A method of successive elimination of unknowns in solving a set of linear equations, first introduced by C.F. Gauss . Let there be given a system

$$\tag{S ^ {0} } f _ {j} ( x) - a _ {j} = \ a _ {j1} x _ {1} + \dots + a _ {jn} x _ {n} - a _ {j} = 0,$$

$$j = 1 \dots m,$$

where $a _ {ji} , a _ {j}$ are elements of an arbitrary field $P$. Without loss of generality one may assume that $a _ {11} \neq 0$. The Gauss method operates as follows. One subtracts the first equation of the set, multiplied by $a _ {21} / a _ {11}$ term by term, from the second equation; then one subtracts the first equation multiplied by $a _ {31} / a _ {11}$ from the third equation; $\dots,$ then one subtracts the first equation multiplied by $a _ {m1} / a _ {11}$ from the $m$- th equation. Let $S ^ {1}$ be the system of subtracted equations thus obtained. If a coefficient in $S ^ {1}$ is non-zero (possibly after changing the sequence of equations and unknowns), $S ^ {1}$ is treated as $S ^ {0}$, etc. If the rank $r$ of the system $S ^ {0}$( i.e. the rank of the matrix of its coefficients) is smaller than $m$, then the $r$- th step will yield a system $S ^ {r}$ in which all coefficients at the unknowns are zero; if $r = m$, the system is said to be empty. The system $S ^ {0}$ is compatible if and only if the system $S ^ {r}$ is either compatible (i.e. has no non-zero free terms) or is empty.
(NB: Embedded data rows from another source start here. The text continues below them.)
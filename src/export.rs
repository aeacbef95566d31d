//! Export orchestrator — the explicit, full-fidelity render.
//!
//! Export reads the same parameters as the preview but carries the real output
//! format, the crop region and the rotation. It is not tracked by the preview
//! generation scheme: every export runs to completion and several may run at
//! once.

use std::path::{Path, PathBuf};
use std::sync::Arc;
use std::time::Duration;

use bytes::Bytes;
use tokio::time::Instant;
use tracing::{info, warn};

use crate::params::{FillMode, OutputFormat, TransformParameters};
use crate::process::{ImageProcessor, ProcessError, ProcessRequest};
use crate::source::SourceImage;

pub const EXPORT_FILE_STEM: &str = "processed-image";

#[derive(Debug, thiserror::Error)]
pub enum ExportError {
    #[error("no source image loaded")]
    NoSource,

    #[error("width and height must be positive")]
    InvalidDimensions,

    #[error("preview engine is no longer running")]
    EngineClosed,

    #[error("export failed after {elapsed:?} ({attempted_bytes} bytes uploaded)")]
    Failed {
        elapsed: Duration,
        attempted_bytes: usize,
        source: ProcessError,
    },
}

/// A finished export ready to be saved.
#[derive(Debug, Clone)]
pub struct ExportArtifact {
    pub bytes: Bytes,
    pub format: OutputFormat,
    pub byte_size: usize,
    pub elapsed: Duration,
}

impl ExportArtifact {
    #[must_use]
    pub fn extension(&self) -> &'static str {
        self.format.extension()
    }

    /// `processed-image.<ext>`
    #[must_use]
    pub fn file_name(&self) -> String {
        format!("{EXPORT_FILE_STEM}.{}", self.extension())
    }

    /// Write the artifact into `dir` under [`ExportArtifact::file_name`].
    ///
    /// # Errors
    ///
    /// Returns the underlying I/O error if the file cannot be written.
    pub async fn write_to(&self, dir: impl AsRef<Path>) -> std::io::Result<PathBuf> {
        let path = dir.as_ref().join(self.file_name());
        tokio::fs::write(&path, &self.bytes).await?;
        info!(path = %path.display(), byte_size = self.byte_size, "export written");
        Ok(path)
    }
}

/// Build the full export request.
///
/// # Errors
///
/// Returns [`ExportError::InvalidDimensions`] unless width and height are finite and positive.
pub fn build_export_request(
    params: &TransformParameters,
    source: &Arc<SourceImage>,
) -> Result<ProcessRequest, ExportError> {
    if !params.has_positive_dimensions() {
        return Err(ExportError::InvalidDimensions);
    }
    let (Some(width), Some(height)) = (params.width, params.height) else {
        return Err(ExportError::InvalidDimensions);
    };

    let rotation = params.normalized_rotation();
    Ok(ProcessRequest {
        image: Arc::clone(source),
        width,
        height,
        unit: params.unit,
        mode: params.mode,
        is_preview: false,
        format: params.format,
        quality: params.quality,
        background_color: (params.mode == FillMode::Color).then(|| params.background_color.clone()),
        max_size_kb: params.max_size_kb,
        resolution_mode: params.resolution_mode,
        dpi: params.dpi,
        crop: params.effective_crop(),
        rotate: (rotation != 0).then_some(rotation),
    })
}

/// Run one export against the processor.
///
/// # Errors
///
/// - [`ExportError::NoSource`] when no source is loaded
/// - [`ExportError::InvalidDimensions`] for non-positive dimensions
/// - [`ExportError::Failed`] when the processing call fails
pub async fn export_image(
    processor: &dyn ImageProcessor,
    params: &TransformParameters,
    source: Option<&Arc<SourceImage>>,
) -> Result<ExportArtifact, ExportError> {
    let source = source.ok_or(ExportError::NoSource)?;
    let request = build_export_request(params, source)?;
    let format = request.format;
    let attempted_bytes = source.byte_size();

    info!(%format, attempted_bytes, crop = request.crop.is_some(), rotate = ?request.rotate, "export started");
    let started = Instant::now();
    match processor.process(request).await {
        Ok(bytes) => {
            let elapsed = started.elapsed();
            let byte_size = bytes.len();
            info!(%format, byte_size, ?elapsed, "export finished");
            Ok(ExportArtifact { bytes, format, byte_size, elapsed })
        }
        Err(source) => {
            let elapsed = started.elapsed();
            warn!(error = %source, attempted_bytes, ?elapsed, "export failed");
            Err(ExportError::Failed { elapsed, attempted_bytes, source })
        }
    }
}

#[cfg(test)]
#[path = "export_test.rs"]
mod tests;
The process of obtaining one solution of a (compatible) system $S ^ {0}$ may be described as follows. One takes some solution $( x _ {r} ^ {0} \dots x _ {n} ^ {0} )$ of the system $S ^ {r-} 1$. By assigning the values $x _ {r} ^ {0} \dots x _ {n} ^ {0}$ to the unknowns $x _ {r} \dots x _ {n}$ in some equations of the system $S ^ {r-} 2$ with a non-zero coefficient at $x _ {r-} 1$( e.g. to its first equation), one finds $x _ {r-} 1 = x _ {r-} 1 ^ {0}$ and obtains a solution $( x _ {r-} 1 ^ {0} , x _ {r} ^ {0} \dots x _ {n} ^ {0} )$ of $S ^ {r-} 2$. In other words, the value $x _ {r-} 1 ^ {0}$ is obtained from $S ^ {r-} 2$ by replacing the unknowns $x _ {r} \dots x _ {n}$ by the values taken for them. The values $x _ {r-} 1 ^ {0} \dots x _ {n} ^ {0}$ are then substituted in $S ^ {r-} 3$, the value $x _ {r-} 2 = x _ {r-} 2 ^ {0}$ is found, and hence the solution $( x _ {r-} 2 ^ {0} \dots x _ {n} ^ {0} )$, etc. The values $x _ {1} ^ {0} \dots x _ {r-} 1 ^ {0}$ thus found, together with the values $x _ {r} ^ {0} \dots x _ {n} ^ {0}$ taken, constitute a solution $( x _ {1} ^ {0} \dots x _ {n} ^ {0} )$ of $S ^ {0}$.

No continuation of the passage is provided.